Chinese pull the strings on Clinton tour

          By Hugo Gurdon in Washington

          International News Electronic Telegraph Wednesday 24 June 1998 Issue 1125

          PRESIDENT Clinton leaves Washington for China today to begin the biggest and longest state visit ever made by an American president to another country.

          Everyone who is anyone in the American government has fought tooth and nail to scramble aboard what the White House bills as a diplomatic triumph and the high-point of a successful president's second term of office.

          More than 1,000 people are going, including 30 in Mr Clinton's immediate party, 70 senior advisers, 150 other support and security staff, and the press pack, plus lorries, limousines, communications gear and food and water for the First Family.

          But Mr Clinton's nine-day trip, which takes in five cities, is clouded by controversy. When President Nixon flew to Beijing in 1972, the visit was recognised as a great, world-changing event. No one seriously questioned his motives or looked for a hidden agenda. His meeting with Chairman Mao was a statesmanlike decision.

          But Mr Clinton has been under increasing pressure to cancel or postpone his visit. It has been revealed that Chinese money, some of it from companies controlled by the People's Liberation Army, was illegally paid into Mr Clinton's 1996 re-election campaign.
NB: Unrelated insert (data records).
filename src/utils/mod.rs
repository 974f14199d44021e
pub mod error;
pub mod logger;
pub mod monitor;
pub mod validation;
use crate::config::basemaps::{default_basemaps, Basemap, DEFAULT_BASEMAP};
use crate::config::{default_allowed_exts, validate_provider, DEFAULT_IMAGES_DIR, DEFAULT_OUTPUT_HTML};
use crate::domain::ports::ConfigProvider;
use crate::map::{HeatmapOptions, MapOptions};
use crate::thumbnails::ThumbnailOptions;
use crate::utils::error::{PhotoMapError, Result};
use crate::utils::validation::Validate;
use regex::Regex;
use serde::{Deserialize, Serialize};
use std::path::{Path, PathBuf};

/// File-based configuration. Every section is optional and falls back to the CLI defaults.
#[derive(Debug, Clone, Default, Serialize, Deserialize)]
#[serde(default)]
pub struct TomlConfig {
    pub scan: ScanConfig,
    pub output: OutputConfig,
    pub map: MapConfig,
    pub heatmap: HeatmapConfig,
    pub markers: MarkerConfig,
    pub thumbnails: ThumbnailConfig,
    pub monitoring: Option<MonitoringConfig>,
    pub basemaps: Option<Vec<Basemap>>,
}

#[derive(Debug, Clone, Serialize, Deserialize)]
#[serde(default)]
pub struct ScanConfig {
    pub images: PathBuf,
    pub recurse: bool,
    pub allowed_exts: Vec<String>,
    pub limit: usize,
}

impl Default for ScanConfig {
    fn default() -> Self {
        Self {
            images: PathBuf::from(DEFAULT_IMAGES_DIR),
            recurse: true,
            allowed_exts: default_allowed_exts(),
            limit: 0,
        }
    }
}

#[derive(Debug, Clone, Serialize, Deserialize)]
#[serde(default)]
pub struct OutputConfig {
    pub html: PathBuf,
}

impl Default for OutputConfig {
    fn default() -> Self {
        Self {
            html: PathBuf::from(DEFAULT_OUTPUT_HTML),
        }
    }
}

#[derive(Debug, Clone, Serialize, Deserialize)]
#[serde(default)]
pub struct MapConfig {
    pub default_zoom_start: u8,
    pub default_basemap: String,
}

impl Default for MapConfig {
    fn default() -> Self {
        Self {
            default_zoom_start: 2,
            default_basemap: DEFAULT_BASEMAP.to_string(),
        }
    }
}

#[derive(Debug, Clone, Serialize, Deserialize)]
#[serde(default)]
pub struct HeatmapConfig {
    pub enabled: bool,
    pub min_opacity: f64,
    pub radius: u32,
    pub blur: u32,
    pub max_zoom: u8,
}

impl Default for HeatmapConfig {
    fn default() -> Self {
        let heat = HeatmapOptions::default();
        Self {
            enabled: true,
            min_opacity: heat.min_opacity,
            radius: heat.radius,
            blur: heat.blur,
            max_zoom: heat.max_zoom,
        }
    }
}

#[derive(Debug, Clone, Serialize, Deserialize)]
#[serde(default)]
pub struct MarkerConfig {
    pub point_radius: u32,
    pub cluster: bool,
}

impl Default for MarkerConfig {
    fn default() -> Self {
        Self {
            point_radius: 6,
            cluster: true,
        }
    }
}

#[derive(Debug, Clone, Serialize, Deserialize)]
#[serde(default)]
pub struct ThumbnailConfig {
    pub size: u32,
    pub quality: u8,
    pub workers: usize,
}

impl Default for ThumbnailConfig {
    fn default() -> Self {
        let defaults = ThumbnailOptions::default();
        Self {
            size: defaults.size,
            quality: defaults.quality,
            workers: defaults.workers,
        }
    }
}

#[derive(Debug, Clone, Default, Serialize, Deserialize)]
#[serde(default)]
pub struct MonitoringConfig {
    pub enabled: bool,
    pub log_level: Option<String>,
}

impl TomlConfig {
    /// Loads configuration from a TOML file.
    pub fn from_file<P: AsRef<Path>>(path: P) -> Result<Self> {
        let content = std::fs::read_to_string(&path).map_err(PhotoMapError::IoError)?;
        Self::from_toml_str(&content)
    }

    /// Parses configuration from TOML text after `${VAR}` substitution.
    pub fn from_toml_str(content: &str) -> Result<Self> {
        let processed_content = Self::substitute_env_vars(content)?;
        Ok(toml::from_str(&processed_content)?)
    }

    /// Replaces `${NAME}` with the environment variable; unset variables stay verbatim.
    fn substitute_env_vars(content: &str) -> Result<String> {
        let re = Regex::new(r"\$\{([^}]+)\}").map_err(|e| PhotoMapError::ConfigValidationError {
            field: "environment".to_string(),
            message: e.to_string(),
        })?;

        let result = re.replace_all(content, |caps: &regex::Captures| {
            let var_name = &caps[1];
            std::env::var(var_name).unwrap_or_else(|_| format!("${{{}}}", var_name))
        });

        Ok(result.to_string())
    }

    pub fn basemaps(&self) -> Vec<Basemap> {
        self.basemaps.clone().unwrap_or_else(default_basemaps)
    }

    /// Command-line override for `[monitoring] enabled`.
    pub fn set_monitoring(&mut self, enabled: bool) {
        match self.monitoring.as_mut() {
            Some(monitoring) => monitoring.enabled = enabled,
            None => {
                self.monitoring = Some(MonitoringConfig {
                    enabled,
                    log_level: None,
                })
            }
        }
    }

    pub fn log_level(&self) -> Option<&str> {
        self.monitoring.as_ref()?.log_level.as_deref()
    }
}

impl ConfigProvider for TomlConfig {
    fn images_dir(&self) -> &Path {
        &self.scan.images
    }

    fn output_html(&self) -> &Path {
        &self.output.html
    }

    fn recurse(&self) -> bool {
        self.scan.recurse
    }

    fn allowed_exts(&self) -> &[String] {
        &self.scan.allowed_exts
    }

    fn limit(&self) -> usize {
        self.scan.limit
    }

    fn map_options(&self) -> MapOptions {
        MapOptions {
            default_zoom_start: self.map.default_zoom_start,
            include_heat: self.heatmap.enabled,
            heat: HeatmapOptions {
                min_opacity: self.heatmap.min_opacity,
                radius: self.heatmap.radius,
                blur: self.heatmap.blur,
                max_zoom: self.heatmap.max_zoom,
            },
            cluster: self.markers.cluster,
            point_radius: self.markers.point_radius,
            basemaps: self.basemaps(),
            default_basemap: self.map.default_basemap.clone(),
        }
    }

    fn thumbnail_options(&self) -> ThumbnailOptions {
        ThumbnailOptions {
            size: self.thumbnails.size,
            quality: self.thumbnails.quality,
            workers: self.thumbnails.workers,
        }
    }

    fn monitoring_enabled(&self) -> bool {
        self.monitoring.as_ref().map(|m| m.enabled).unwrap_or(false)
    }
}

impl Validate for TomlConfig {
    fn validate(&self) -> Result<()> {
        if self.basemaps.as_ref().is_some_and(Vec::is_empty) {
            return Err(PhotoMapError::MissingConfigError {
                field: "basemaps".to_string(),
            });
        }
        validate_provider(self)
    }
}
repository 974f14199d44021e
// Domain layer: photo models, coordinate math and the ports the pipelines are written against.

pub mod geo;
pub mod model;
pub mod ports;

pub const GEOJSON_FILE: &str = "photos.geojson";
pub const CSV_FILE: &str = "photos.csv";
pub const SKIPPED_FILE: &str = "skipped.txt";
pub const THUMBS_DIR: &str = "thumbs";
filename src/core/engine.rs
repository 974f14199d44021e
use crate::domain::model::RunReport;
use crate::domain::ports::Pipeline;
use crate::utils::error::Result;
use crate::utils::monitor::{Phase, SystemMonitor};

/// Drives a [`Pipeline`] through extract, transform and load.
pub struct PhotoMapEngine<P: Pipeline> {
    pipeline: P,
    monitor: SystemMonitor,
}

impl<P: Pipeline> PhotoMapEngine<P> {
    pub fn new(pipeline: P) -> Self {
        Self::new_with_monitoring(pipeline, false)
    }

    pub fn new_with_monitoring(pipeline: P, monitor_enabled: bool) -> Self {
        Self {
            pipeline,
            monitor: SystemMonitor::new(monitor_enabled),
        }
    }

    pub async fn run(&self) -> Result<RunReport> {
        let started = chrono::Local::now();
        tracing::info!("Starting photo map run at {}", started.format("%Y-%m-%d %H:%M:%S"));

        tracing::info!("Extracting photo metadata...");
        let photos = self.pipeline.extract().await?;
        tracing::info!("Extracted {} photos", photos.len());
        self.monitor.phase_done(Phase::Extract, photos.len());

        tracing::info!("Building map artifacts...");
        let artifacts = self.pipeline.transform(photos).await?;
        tracing::info!(
            "Prepared {} files ({} located, {} without GPS)",
            artifacts.file_count(),
            artifacts.stats.with_gps,
            artifacts.stats.without_gps
        );
        self.monitor.phase_done(Phase::Transform, artifacts.file_count());

        tracing::info!("Writing output...");
        let report = self.pipeline.load(artifacts).await?;
        tracing::info!(
            "Wrote {} files to {}",
            report.files_written,
            report.output_dir.display()
        );
        self.monitor.phase_done(Phase::Load, report.files_written);

        let elapsed = chrono::Local::now() - started;
        tracing::info!("Run finished in {} ms", elapsed.num_milliseconds());
        self.monitor.log_final_stats(&report.stats);

        Ok(report)
    }
}

#[cfg(test)]
mod tests {
    use super::*;
    use crate::domain::model::{MapArtifacts, PhotoMeta, ScanStats};
    use crate::utils::error::PhotoMapError;
    use async_trait::async_trait;
    use std::path::PathBuf;
    use std::sync::atomic::{AtomicUsize, Ordering};

    struct MockPipeline {
        calls: AtomicUsize,
        fail_transform: bool,
    }

    impl MockPipeline {
        fn new(fail_transform: bool) -> Self {
            Self {
                calls: AtomicUsize::new(0),
                fail_transform,
            }
        }
    }

    #[async_trait]
    impl Pipeline for MockPipeline {
        async fn extract(&self) -> Result<Vec<PhotoMeta>> {
            self.calls.fetch_add(1, Ordering::SeqCst);
            Ok(vec![
                PhotoMeta::new("img/a.jpg").with_coordinates(1.0, 2.0),
                PhotoMeta::new("img/b.jpg"),
            ])
        }

        async fn transform(&self, photos: Vec<PhotoMeta>) -> Result<MapArtifacts> {
            self.calls.fetch_add(1, Ordering::SeqCst);
            if self.fail_transform {
                return Err(PhotoMapError::processing("boom"));
            }
            let with_gps = photos.iter().filter(|p| p.has_gps()).count();
            Ok(MapArtifacts {
                stats: ScanStats {
                    scanned: photos.len(),
                    with_gps,
                    without_gps: photos.len() - with_gps,
                },
                html_file_name: "map.html".to_string(),
                html: "<html></html>".to_string(),
                geojson: "{}".to_string(),
                csv: None,
                skipped: None,
                thumbnails: Vec::new(),
                demo: false,
            })
        }

        async fn load(&self, artifacts: MapArtifacts) -> Result<RunReport> {
            self.calls.fetch_add(1, Ordering::SeqCst);
            Ok(RunReport {
                html_path: PathBuf::from("out/map.html"),
                output_dir: PathBuf::from("out"),
                stats: artifacts.stats,
                demo: artifacts.demo,
                files_written: artifacts.file_count(),
            })
        }
    }

    #[tokio::test]
    async fn test_run_passes_through_all_phases() {
        let engine = PhotoMapEngine::new(MockPipeline::new(false));
        let report = engine.run().await.unwrap();

        assert_eq!(engine.pipeline.calls.load(Ordering::SeqCst), 3);
        assert_eq!(report.stats.scanned, 2);
        assert_eq!(report.stats.with_gps, 1);
        assert_eq!(report.files_written, 2);
    }

    #[tokio::test]
    async fn test_run_stops_at_failing_phase() {
        let engine = PhotoMapEngine::new_with_monitoring(MockPipeline::new(true), true);
        let err = engine.run().await.unwrap_err();

        assert!(matches!(err, PhotoMapError::ProcessingError { .. }));
        assert_eq!(engine.pipeline.calls.load(Ordering::SeqCst), 2);
    }
}
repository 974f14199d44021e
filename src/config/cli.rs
use crate::config::{default_allowed_exts, validate_provider};
use crate::domain::ports::ConfigProvider;
use crate::map::MapOptions;
use crate::thumbnails::ThumbnailOptions;
use crate::utils::error::Result;
use crate::utils::validation::Validate;
use clap::Parser;
use serde::{Deserialize, Serialize};
use std::path::{Path, PathBuf};

#[derive(Debug, Clone, Serialize, Deserialize, Parser)]
#[command(name = "photomap")]
#[command(about = "Photo map with viewport gallery")]
pub struct CliConfig {
    /// Folder containing photos
    #[arg(long, default_value = crate::config::DEFAULT_IMAGES_DIR)]
    pub images: PathBuf,

    /// Output HTML path; reports and thumbnails go next to it
    #[arg(long, default_value = crate::config::DEFAULT_OUTPUT_HTML)]
    pub out: PathBuf,

    /// Circle marker radius
    #[arg(long, default_value = "6")]
    pub point_radius: u32,

    /// Enable clustering (default)
    #[arg(long, overrides_with = "no_cluster")]
    pub cluster: bool,

    /// Disable clustering
    #[arg(long)]
    pub no_cluster: bool,

    /// Include heatmap layer (default)
    #[arg(long, overrides_with = "no_include_heat")]
    pub include_heat: bool,

    /// Exclude heatmap layer
    #[arg(long)]
    pub no_include_heat: bool,

    /// Limit photos processed (0 = no limit)
    #[arg(long, default_value = "0")]
    pub limit: usize,

    /// Thumbnail bounding box in pixels
    #[arg(long, default_value = "256")]
    pub thumb_size: u32,

    /// Concurrent thumbnail workers
    #[arg(long, default_value = "4")]
    pub workers: usize,

    /// Generate a map with synthetic points (no photos)
    #[arg(long)]
    pub demo: bool,

    /// Seed for --demo; defaults to the current time
    #[arg(long)]
    pub demo_seed: Option<u64>,

    /// Enable verbose output
    #[arg(long, help = "Verbose logging")]
    pub verbose: bool,

    /// Emit logs as JSON lines
    #[arg(long)]
    pub log_json: bool,

    /// Log per-phase throughput and memory usage
    #[arg(long)]
    pub monitor: bool,

    #[arg(skip = default_allowed_exts())]
    #[serde(default = "default_allowed_exts")]
    pub allowed_exts: Vec<String>,
}

impl CliConfig {
    pub fn cluster_enabled(&self) -> bool {
        !self.no_cluster
    }

    pub fn heat_enabled(&self) -> bool {
        !self.no_include_heat
    }
}

impl ConfigProvider for CliConfig {
    fn images_dir(&self) -> &Path {
        &self.images
    }

    fn output_html(&self) -> &Path {
        &self.out
    }

    fn recurse(&self) -> bool {
        true
    }

    fn allowed_exts(&self) -> &[String] {
        &self.allowed_exts
    }

    fn limit(&self) -> usize {
        self.limit
    }

    fn map_options(&self) -> MapOptions {
        MapOptions {
            point_radius: self.point_radius,
            cluster: self.cluster_enabled(),
            include_heat: self.heat_enabled(),
            ..MapOptions::default()
        }
    }

    fn thumbnail_options(&self) -> ThumbnailOptions {
        ThumbnailOptions {
            size: self.thumb_size,
            workers: self.workers,
            ..ThumbnailOptions::default()
        }
    }

    fn monitoring_enabled(&self) -> bool {
        self.monitor
    }
}

impl Validate for CliConfig {
    fn validate(&self) -> Result<()> {
        validate_provider(self)
    }
}

#[cfg(test)]
mod tests {
    use super::*;

    #[test]
    fn test_defaults() {
        let config = CliConfig::parse_from(["photomap"]);
        assert_eq!(config.images, PathBuf::from("./img"));
        assert_eq!(config.out, PathBuf::from("./output/map.html"));
        assert_eq!(config.point_radius, 6);
        assert!(config.cluster_enabled());
        assert!(config.heat_enabled());
        assert_eq!(config.limit, 0);
        assert_eq!(config.allowed_exts.len(), 5);
        assert!(config.validate().is_ok());
    }

    #[test]
    fn test_negative_flags() {
        let config = CliConfig::parse_from(["photomap", "--no-cluster", "--no-include-heat"]);
        assert!(!config.cluster_enabled());
        assert!(!config.heat_enabled());

        let options = config.map_options();
        assert!(!options.cluster);
        assert!(!options.include_heat);
    }

    #[test]
    fn test_last_flag_wins() {
        let config = CliConfig::parse_from(["photomap", "--no-cluster", "--cluster"]);
        assert!(config.cluster_enabled());
    }

    #[test]
    fn test_invalid_radius_fails_validation() {
        let config = CliConfig::parse_from(["photomap", "--point-radius", "0"]);
        assert!(config.validate().is_err());
    }
}
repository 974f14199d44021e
use tracing_subscriber::{layer::SubscriberExt, util::SubscriberInitExt, EnvFilter};

fn default_filter(verbose: bool) -> EnvFilter {
    if verbose {
        EnvFilter::try_from_default_env()
            .unwrap_or_else(|_| EnvFilter::new("photomap=debug,toml_photomap=debug,info"))
    } else {
        EnvFilter::try_from_default_env()
            .unwrap_or_else(|_| EnvFilter::new("photomap=info,toml_photomap=info,warn"))
    }
}

pub fn init_cli_logger(verbose: bool) {
    tracing_subscriber::registry()
        .with(default_filter(verbose))
        .with(
            tracing_subscriber::fmt::layer()
                .with_target(false)
                .with_thread_ids(false)
                .with_file(false)
                .with_line_number(false)
                .compact(),
        )
        .init();
}

/// Structured output for log shippers.
pub fn init_json_logger(verbose: bool) {
    tracing_subscriber::registry()
        .with(default_filter(verbose))
        .with(
            tracing_subscriber::fmt::layer()
                .with_target(false)
                .with_thread_ids(false)
                .with_file(false)
                .with_line_number(false)
                .json(),
        )
        .init();
}

pub fn init_logger(verbose: bool, json: bool) {
    if json {
        init_json_logger(verbose);
    } else {
        init_cli_logger(verbose);
    }
}
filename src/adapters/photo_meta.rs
use crate::adapters::{decoder, exif_reader, sidecar};
use crate::domain::geo::drop_zero_coordinate;
use crate::domain::model::PhotoMeta;
use std::path::Path;

pub const ALTITUDE_KEY: &str = "altitude_m";

/// Collects metadata for one photo. Never fails; a file nothing could be read from
/// comes back without GPS.
///
/// Sources, each only filling gaps left by the previous one:
/// 1. the EXIF container parser (header only),
/// 2. a Google Takeout sidecar JSON,
/// 3. the image decoder's embedded EXIF, consulted only when (1) found no EXIF at all
///    and coordinates are still missing.
pub fn read_photo_meta(path: &Path) -> PhotoMeta {
    let mut meta = PhotoMeta::new(path);

    let primary = match exif_reader::read_container(path) {
        Ok(summary) => Some(summary),
        Err(e) => {
            tracing::trace!("No EXIF container in {}: {}", path.display(), e);
            None
        }
    };

    if let Some(summary) = &primary {
        meta.lat = summary.lat;
        meta.lon = summary.lon;
        meta.datetime = summary.datetime.clone();
        meta.make = summary.make.clone();
        meta.model = summary.model.clone();
        if let Some(altitude) = summary.altitude_m {
            meta.extra.insert(ALTITUDE_KEY.to_string(), altitude.to_string());
        }
    }

    let side = sidecar::read_sidecar(path);
    meta.lat = meta.lat.or(side.lat);
    meta.lon = meta.lon.or(side.lon);
    meta.datetime = meta.datetime.take().or(side.datetime);

    if primary.is_none() && !meta.has_gps() {
        match decoder::read_embedded_exif(path) {
            Ok(Some(fallback)) => {
                meta.lat = meta.lat.or(fallback.lat);
                meta.lon = meta.lon.or(fallback.lon);
                meta.datetime = meta.datetime.take().or(fallback.datetime);
                meta.make = meta.make.take().or(fallback.make);
                meta.model = meta.model.take().or(fallback.model);
                if let Some(altitude) = fallback.altitude_m {
                    meta.extra
                        .entry(ALTITUDE_KEY.to_string())
                        .or_insert_with(|| altitude.to_string());
                }
            }
            Ok(None) => {}
            Err(e) => tracing::trace!("Decoder fallback failed for {}: {}", path.display(), e),
        }
    }

    let (lat, lon) = drop_zero_coordinate(meta.lat, meta.lon);
    meta.lat = lat;
    meta.lon = lon;

    meta
}

#[cfg(test)]
mod tests {
    use super::*;
    use crate::adapters::exif_reader::fixtures::{jpeg_with_exif, sydney_tiff};
    use tempfile::TempDir;

    #[test]
    fn test_sidecar_supplies_coordinates_for_plain_png() {
        let dir = TempDir::new().unwrap();
        let photo = dir.path().join("beach.png");
        image::RgbImage::new(8, 8).save(&photo).unwrap();
        std::fs::write(
            dir.path().join("beach.png.json"),
            r#"{"geoData": {"latitude": -33.8568, "longitude": 151.2153},
                "photoTakenTime": {"formatted": "Dec 31, 2019"}}"#,
        )
        .unwrap();

        let meta = read_photo_meta(&photo);
        assert_eq!(meta.coordinates(), Some((-33.8568, 151.2153)));
        assert_eq!(meta.datetime.as_deref(), Some("Dec 31, 2019"));
        assert_eq!(meta.make, None);
    }

    #[test]
    fn test_zero_coordinates_are_dropped() {
        let dir = TempDir::new().unwrap();
        let photo = dir.path().join("nofix.png");
        image::RgbImage::new(8, 8).save(&photo).unwrap();
        std::fs::write(
            dir.path().join("nofix.json"),
            r#"{"geoData": {"latitude": 0.0, "longitude": 0.0},
                "photoTakenTime": {"timestamp": "1600000000"}}"#,
        )
        .unwrap();

        let meta = read_photo_meta(&photo);
        assert!(!meta.has_gps());
        assert_eq!(meta.datetime.as_deref(), Some("1600000000"));
    }

    #[test]
    fn test_jpeg_exif_fills_every_field() {
        let dir = TempDir::new().unwrap();
        let photo = dir.path().join("harbour.jpg");
        std::fs::write(&photo, jpeg_with_exif(40, 20, &sydney_tiff(1))).unwrap();

        let meta = read_photo_meta(&photo);
        let (lat, lon) = meta.coordinates().unwrap();
        assert!((lat + 33.86).abs() < 1e-6);
        assert!((lon - 151.215).abs() < 1e-6);
        assert_eq!(meta.datetime.as_deref(), Some("2019:12:31 23:59:00"));
        assert_eq!(meta.make.as_deref(), Some("Canon"));
        assert_eq!(meta.model.as_deref(), Some("EOS 5D"));
        assert_eq!(meta.extra.get(ALTITUDE_KEY).map(String::as_str), Some("-12.5"));
    }

    #[test]
    fn test_unreadable_file_has_no_gps() {
        let dir = TempDir::new().unwrap();
        let photo = dir.path().join("broken.jpg");
        std::fs::write(&photo, b"\xff\xd8 truncated").unwrap();

        let meta = read_photo_meta(&photo);
        assert_eq!(meta.path, photo);
        assert!(!meta.has_gps());
        assert!(meta.extra.is_empty());
    }
}
pub mod adapters;
pub mod config;
pub mod core;
pub mod domain;
pub mod map;
pub mod report;
pub mod thumbnails;
pub mod utils;

#[cfg(feature = "cli")]
pub use config::CliConfig;
pub use config::{LocalStorage, TomlConfig};

pub use core::{DemoPipeline, PhotoMapEngine, PhotoPipeline};
pub use domain::model::{PhotoMeta, RunReport, ScanStats};
pub use map::{MapBuilder, MapOptions};
pub use utils::error::{PhotoMapError, Result};
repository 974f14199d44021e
use crate::domain::model::{PhotoMeta, ScanStats};
use crate::report::geojson::{opt_string, Feature, FeatureCollection};
use crate::utils::error::{PhotoMapError, Result};
use serde_json::{Map, Value};
use std::collections::{BTreeSet, HashMap};
use std::path::{Component, Path, PathBuf};

const CSV_BASE_COLUMNS: [&str; 6] = ["path", "lat", "lon", "datetime", "make", "model"];

/// Holds every scanned photo plus the list of photos without coordinates,
/// and renders them into the GeoJSON, CSV and skipped-list reports.
#[derive(Debug, Default)]
pub struct PhotoRepository {
    items: Vec<PhotoMeta>,
    skipped: Vec<PathBuf>,
}

impl PhotoRepository {
    pub fn new() -> Self {
        Self::default()
    }

    pub fn add(&mut self, meta: PhotoMeta) {
        self.items.push(meta);
    }

    pub fn skip(&mut self, path: PathBuf) {
        self.skipped.push(path);
    }

    pub fn located(&self) -> impl Iterator<Item = &PhotoMeta> {
        self.items.iter().filter(|m| m.has_gps())
    }

    /// `(lat, lon)` of every located photo.
    pub fn points(&self) -> Vec<(f64, f64)> {
        self.items.iter().filter_map(PhotoMeta::coordinates).collect()
    }

    pub fn stats(&self) -> ScanStats {
        let with_gps = self.located().count();
        ScanStats {
            scanned: self.items.len(),
            with_gps,
            without_gps: self.items.len() - with_gps,
        }
    }

    /// Features for located photos. `html_dir` is where the map page lives; `img_rel`
    /// is computed relative to it so the page can open originals.
    pub fn to_geojson(&self, html_dir: &Path, thumbs: &HashMap<PathBuf, String>) -> FeatureCollection {
        let features = self
            .items
            .iter()
            .filter_map(|meta| {
                let (lat, lon) = meta.coordinates()?;

                let mut props = Map::new();
                props.insert("path".to_string(), Value::String(meta.file_name()));
                props.insert("datetime".to_string(), opt_string(meta.datetime.as_deref()));
                props.insert("make".to_string(), opt_string(meta.make.as_deref()));
                props.insert("model".to_string(), opt_string(meta.model.as_deref()));
                for (key, value) in &meta.extra {
                    props.insert(key.clone(), Value::String(value.clone()));
                }
                props.insert(
                    "thumb".to_string(),
                    opt_string(thumbs.get(&meta.path).map(String::as_str)),
                );
                props.insert(
                    "img_rel".to_string(),
                    opt_string(relative_path(html_dir, &meta.path).as_deref()),
                );

                Some(Feature::point(lat, lon, props))
            })
            .collect();

        FeatureCollection::new(features)
    }

    /// One row per scanned photo. Extra metadata keys become trailing columns in sorted order.
    pub fn to_csv(&self) -> Result<String> {
        let extra_keys: BTreeSet<&str> = self
            .items
            .iter()
            .flat_map(|m| m.extra.keys().map(String::as_str))
            .collect();

        let mut writer = csv::Writer::from_writer(Vec::new());

        let header: Vec<&str> = CSV_BASE_COLUMNS
            .iter()
            .copied()
            .chain(extra_keys.iter().copied())
            .collect();
        writer.write_record(&header)?;

        for meta in &self.items {
            let mut row = vec![
                meta.path.to_string_lossy().into_owned(),
                meta.lat.map(|v| v.to_string()).unwrap_or_default(),
                meta.lon.map(|v| v.to_string()).unwrap_or_default(),
                meta.datetime.clone().unwrap_or_default(),
                meta.make.clone().unwrap_or_default(),
                meta.model.clone().unwrap_or_default(),
            ];
            row.extend(
                extra_keys
                    .iter()
                    .map(|key| meta.extra.get(*key).cloned().unwrap_or_default()),
            );
            writer.write_record(&row)?;
        }

        let bytes = writer
            .into_inner()
            .map_err(|e| PhotoMapError::processing(format!("CSV flush failed: {}", e)))?;
        String::from_utf8(bytes)
            .map_err(|e| PhotoMapError::processing(format!("CSV is not UTF-8: {}", e)))
    }

    /// Skipped paths, one per line, without a trailing newline.
    pub fn skipped_listing(&self) -> String {
        self.skipped
            .iter()
            .map(|p| p.to_string_lossy().into_owned())
            .collect::<Vec<_>>()
            .join("\n")
    }
}

/// Browser-friendly path from `from_dir` to `file`, `/`-separated and allowed to climb
/// with `../` (photos usually live in a sibling of the output directory).
pub fn relative_path(from_dir: &Path, file: &Path) -> Option<String> {
    let from = absolutize(from_dir)?;
    let target = absolutize(file)?;
    let rel = pathdiff::diff_paths(target, from)?;
    Some(rel.to_string_lossy().replace('\\', "/"))
}

fn absolutize(path: &Path) -> Option<PathBuf> {
    let joined = if path.is_absolute() {
        path.to_path_buf()
    } else {
        std::env::current_dir().ok()?.join(path)
    };

    let mut normalized = PathBuf::new();
    for component in joined.components() {
        match component {
            Component::CurDir => {}
            Component::ParentDir => {
                normalized.pop();
            }
            other => normalized.push(other.as_os_str()),
        }
    }
    Some(normalized)
}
          A succession of dubious Chinese visitors, including an arms dealer, were welcomed to the White House for photo-opportunities with the Clintons. More than 50 witnesses have fled America or refused to testify about Chinese efforts to penetrate the election. It has been established that Mr Clinton's biggest financial donor was the head of Loral, an aerospace company that he gave a special waiver, allowing it to improve China's civilian and military rockets.

          The Defence Department concluded that, as a result, "national security has been harmed". And it has been established that, contrary to Mr Clinton's previous claim, China's intercontinental nuclear missiles are aimed primarily at American cities. Beijing wanted American policy toward China changed, and it was changed. The great unknown is whether any or all of these suspicious facts are linked.

          This means that although abiding issues of human rights and trade will be discussed in the President's meetings with his counterpart, Jiang Zemin, the central focus in the American capital is whether Mr Clinton is travelling to be feted in a country for which he may inadvertently have compromised his own nation's security.

          William Safire, a widely respected pundit, wrote on Monday: "Even if China's quid was not 'solely' responsible for Clinton's quo, the fact remains that secret Chinese money passed and US policy changed. The unspoken truth haunting this summit is that China's leaders have something on this President."

          Mr Clinton is expected to use tough language on the subject of democracy and human rights, as he did when President Jiang visited Washington last October. But the White House has relinquished control of his agenda to the Chinese.

          They moved the visit forward from November to June, when it would coincide with the anniversary of the 1989 Tiananmen Square massacre. Instead of being greeted officially at the airport, as Mr Nixon and others have been, Mr Clinton will walk the red carpet in the square, providing television pictures that Beijing has been seeking for nine years.

          Beijing has also successfully insisted that Mr Clinton not meet any dissidents and not visit Japan, South Korea or Taiwan, potentially implying China's pre-eminence among America's Far Eastern allies. This comes as reports are emerging that China has broken its promises and is still supplying Pakistan and Iran with equipment that could help them develop nuclear weapons.

          In an essay in Newsweek magazine on the eve of his departure, Mr Clinton writes that by isolating China, the US would encourage it "to turn inward and to act in opposition to our interests and values". But critics, particularly Republicans in Congress, say the choice is not between a warm embrace or isolating China. It is possible to steer a middle way, engaging Beijing while not always giving way when the Chinese dig in their heels.

          Many people in Washington will watch Mr Clinton's visit with more trepidation than admiration, thinking, as the President's own arms control and disarmament agency pointed out last year, that "the only time we have gotten movement from the Chinese on missile proliferation has been in the face of a penalty being imposed. Carrots have gotten us nothing."

          Mr Clinton yesterday condemned as "highly objectionable" Beijing's decision to withdraw visas from three journalists working for Radio Free Asia who had been due to cover the visit.